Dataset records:
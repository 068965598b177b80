use crate::map_key_event;
use core_events::{AsyncEventSource, Event, InputEvent, KeyRepeater, RepeatConfig, is_repeatable};
use crossterm::event::{Event as CEvent, EventStream, KeyEvent as CKeyEvent, KeyEventKind as CKind};
use std::io;
use std::sync::Arc;
use tokio::sync::{Notify, mpsc::Sender};
use tokio::task;
use tokio_stream::StreamExt;
use tracing::{Instrument, debug, info, trace, warn};

/// Where held-key repeats come from.
#[derive(Debug, Clone, Copy, PartialEq, Eq)]
pub enum RepeatMode {
    /// The terminal sends its own repeats as further presses.
    Terminal,
    /// The terminal reports key releases (keyboard enhancement is on):
    /// terminal repeats are dropped and a [`KeyRepeater`] synthesizes them.
    Synthesized(RepeatConfig),
}

#[derive(Clone, Debug)]
pub struct AsyncInputShutdown {
    notify: Arc<Notify>,
}

impl AsyncInputShutdown {
    pub fn signal(&self) {
        self.notify.notify_one();
    }
}

#[derive(Clone, Debug)]
struct ShutdownListener {
    notify: Arc<Notify>,
}

impl ShutdownListener {
    fn new_pair() -> (AsyncInputShutdown, Self) {
        let notify = Arc::new(Notify::new());
        (
            AsyncInputShutdown {
                notify: notify.clone(),
            },
            ShutdownListener { notify },
        )
    }

    async fn wait(&self) {
        self.notify.notified().await;
    }
}

/// Terminal input as a registrable event source.
pub struct TerminalInputSource {
    repeat: RepeatMode,
    shutdown: AsyncInputShutdown,
    listener: ShutdownListener,
}

impl TerminalInputSource {
    pub fn new(repeat: RepeatMode) -> Self {
        let (shutdown, listener) = ShutdownListener::new_pair();
        Self {
            repeat,
            shutdown,
            listener,
        }
    }

    /// Handle for stopping the task once spawned.
    pub fn shutdown_handle(&self) -> AsyncInputShutdown {
        self.shutdown.clone()
    }
}

impl AsyncEventSource for TerminalInputSource {
    fn name(&self) -> &'static str {
        "terminal_input"
    }

    fn spawn(self: Box<Self>, tx: Sender<Event>) -> task::JoinHandle<()> {
        let TerminalInputSource { repeat, listener, .. } = *self;
        let span = tracing::debug_span!(target: "input.thread", "input_async_task");
        task::spawn(
            AsyncEventStreamTask::new(tx, EventStream::new(), listener, repeat)
                .run()
                .instrument(span),
        )
    }
}

#[derive(Clone, Copy, Debug, PartialEq, Eq)]
enum ExitReason {
    ShutdownSignal,
    ChannelClosed,
    StreamEnded,
    StreamError,
}

impl ExitReason {
    fn as_str(&self) -> &'static str {
        match self {
            ExitReason::ShutdownSignal => "shutdown_signal",
            ExitReason::ChannelClosed => "channel_closed",
            ExitReason::StreamEnded => "stream_ended",
            ExitReason::StreamError => "stream_error",
        }
    }
}

struct AsyncEventStreamTask<S>
where
    S: tokio_stream::Stream<Item = io::Result<CEvent>> + Send + Unpin + 'static,
{
    sender: Sender<Event>,
    stream: S,
    shutdown: ShutdownListener,
    repeat: RepeatMode,
    repeater: Option<KeyRepeater>,
    exit_reason: ExitReason,
    stream_error: Option<io::ErrorKind>,
}

impl<S> AsyncEventStreamTask<S>
where
    S: tokio_stream::Stream<Item = io::Result<CEvent>> + Send + Unpin + 'static,
{
    fn new(
        sender: Sender<Event>,
        stream: S,
        shutdown: ShutdownListener,
        repeat: RepeatMode,
    ) -> Self {
        let repeater = match repeat {
            RepeatMode::Synthesized(config) => Some(KeyRepeater::new(config, sender.clone())),
            RepeatMode::Terminal => None,
        };
        Self {
            sender,
            stream,
            shutdown,
            repeat,
            repeater,
            exit_reason: ExitReason::StreamEnded,
            stream_error: None,
        }
    }

    async fn run(mut self) {
        info!(target: "input.thread", repeat = ?self.repeat, "async_input_task_started");
        loop {
            let maybe_result = tokio::select! {
                biased;
                _ = self.shutdown.wait() => {
                    self.exit_reason = ExitReason::ShutdownSignal;
                    break;
                }
                result = self.stream.next() => result,
            };

            let Some(result) = maybe_result else {
                break;
            };

            let keep_going = match result {
                Ok(CEvent::Key(key)) => self.handle_key_event(key).await,
                Ok(CEvent::Resize(w, h)) => {
                    trace!(target: "input.event", w, h, "resize");
                    self.send_event(Event::Resize(w, h)).await
                }
                Ok(CEvent::Paste(data)) => {
                    trace!(target: "input.paste", len = data.len(), "paste_event");
                    self.send_event(Event::Input(InputEvent::Text(data))).await
                }
                Ok(_) => true,
                Err(err) => {
                    self.exit_reason = ExitReason::StreamError;
                    self.stream_error = Some(err.kind());
                    false
                }
            };
            if !keep_going {
                break;
            }
        }

        if let Some(mut repeater) = self.repeater.take() {
            repeater.cancel();
        }
        if self.exit_reason == ExitReason::StreamError {
            warn!(
                target: "input.thread",
                error_kind = ?self.stream_error,
                "async_input_task_stream_error"
            );
        }
        info!(
            target: "input.thread",
            reason = self.exit_reason.as_str(),
            "async_input_task_stopped"
        );
    }

    async fn handle_key_event(&mut self, key: CKeyEvent) -> bool {
        let mapped = map_key_event(&key);
        if key.kind == CKind::Release {
            if let (Some(repeater), Some(InputEvent::Shortcut(s))) =
                (self.repeater.as_mut(), mapped.as_ref())
            {
                repeater.release(s);
            }
            return true;
        }

        let Some(event) = mapped else {
            debug!(target: "input.event", code = ?key.code, "unmapped_key");
            return true;
        };
        // The repeater owns held repeatable keys; every other key keeps the
        // terminal's own repeats.
        if key.kind == CKind::Repeat
            && self.repeater.is_some()
            && matches!(&event, InputEvent::Shortcut(s) if is_repeatable(s))
        {
            return true;
        }
        trace!(
            target: "input.event",
            kind = "keypress",
            repeat = key.kind == CKind::Repeat,
            event = ?event
        );
        let held = match &event {
            InputEvent::Shortcut(s) => Some(*s),
            _ => None,
        };
        if !self.send_event(Event::Input(event)).await {
            return false;
        }
        if let Some(repeater) = self.repeater.as_mut() {
            match held {
                Some(s) => {
                    repeater.press(s);
                }
                None => repeater.cancel(),
            }
        }
        true
    }

    async fn send_event(&mut self, event: Event) -> bool {
        match self.sender.send(event).await {
            Ok(()) => true,
            Err(_) => {
                self.exit_reason = ExitReason::ChannelClosed;
                false
            }
        }
    }
}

What is required:
Lines in the data that include the word "StreamEnded" should all be copied.

Written answer:
    StreamEnded,
            ExitReason::StreamEnded => "stream_ended",
            exit_reason: ExitReason::StreamEnded,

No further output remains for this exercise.